◆ **SOURCE MATERIAL**
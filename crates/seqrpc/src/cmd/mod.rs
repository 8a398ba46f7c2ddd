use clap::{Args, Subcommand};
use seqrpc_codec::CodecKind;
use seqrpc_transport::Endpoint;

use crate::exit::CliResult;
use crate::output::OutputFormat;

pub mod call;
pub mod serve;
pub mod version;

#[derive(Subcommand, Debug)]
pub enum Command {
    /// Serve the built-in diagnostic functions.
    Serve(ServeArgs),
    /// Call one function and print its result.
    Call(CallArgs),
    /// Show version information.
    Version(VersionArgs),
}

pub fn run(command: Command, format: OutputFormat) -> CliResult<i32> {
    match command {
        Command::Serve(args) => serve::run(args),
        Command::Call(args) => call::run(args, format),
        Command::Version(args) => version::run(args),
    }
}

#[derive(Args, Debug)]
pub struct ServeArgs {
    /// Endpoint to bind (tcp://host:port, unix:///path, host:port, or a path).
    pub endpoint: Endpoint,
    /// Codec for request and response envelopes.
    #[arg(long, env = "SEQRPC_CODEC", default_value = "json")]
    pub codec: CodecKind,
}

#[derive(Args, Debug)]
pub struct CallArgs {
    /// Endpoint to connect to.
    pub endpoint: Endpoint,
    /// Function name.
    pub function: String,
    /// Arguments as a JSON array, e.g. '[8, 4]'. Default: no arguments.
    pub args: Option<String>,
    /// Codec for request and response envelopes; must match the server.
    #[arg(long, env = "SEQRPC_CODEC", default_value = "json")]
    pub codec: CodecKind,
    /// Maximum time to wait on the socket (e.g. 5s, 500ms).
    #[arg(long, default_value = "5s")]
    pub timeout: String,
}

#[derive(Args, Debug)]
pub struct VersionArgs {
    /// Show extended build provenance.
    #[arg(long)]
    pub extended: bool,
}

◆ **EXERCISE AIM**
What is needed here is an exact copy of all the records above.

◆ **PROBLEM SOLUTION**
filename crates/seqrpc/src/cmd/mod.rs
repository 8a398ba46f7c2ddd
use clap::{Args, Subcommand};
use seqrpc_codec::CodecKind;
use seqrpc_transport::Endpoint;

use crate::exit::CliResult;
use crate::output::OutputFormat;

pub mod call;
pub mod serve;
pub mod version;

#[derive(Subcommand, Debug)]
pub enum Command {
    /// Serve the built-in diagnostic functions.
    Serve(ServeArgs),
    /// Call one function and print its result.
    Call(CallArgs),
    /// Show version information.
    Version(VersionArgs),
}

pub fn run(command: Command, format: OutputFormat) -> CliResult<i32> {
    match command {
        Command::Serve(args) => serve::run(args),
        Command::Call(args) => call::run(args, format),
        Command::Version(args) => version::run(args),
    }
}

#[derive(Args, Debug)]
pub struct ServeArgs {
    /// Endpoint to bind (tcp://host:port, unix:///path, host:port, or a path).
    pub endpoint: Endpoint,
    /// Codec for request and response envelopes.
    #[arg(long, env = "SEQRPC_CODEC", default_value = "json")]
    pub codec: CodecKind,
}

#[derive(Args, Debug)]
pub struct CallArgs {
    /// Endpoint to connect to.
    pub endpoint: Endpoint,
    /// Function name.
    pub function: String,
    /// Arguments as a JSON array, e.g. '[8, 4]'. Default: no arguments.
    pub args: Option<String>,
    /// Codec for request and response envelopes; must match the server.
    #[arg(long, env = "SEQRPC_CODEC", default_value = "json")]
    pub codec: CodecKind,
    /// Maximum time to wait on the socket (e.g. 5s, 500ms).
    #[arg(long, default_value = "5s")]
    pub timeout: String,
}

#[derive(Args, Debug)]
pub struct VersionArgs {
    /// Show extended build provenance.
    #[arg(long)]
    pub extended: bool,
}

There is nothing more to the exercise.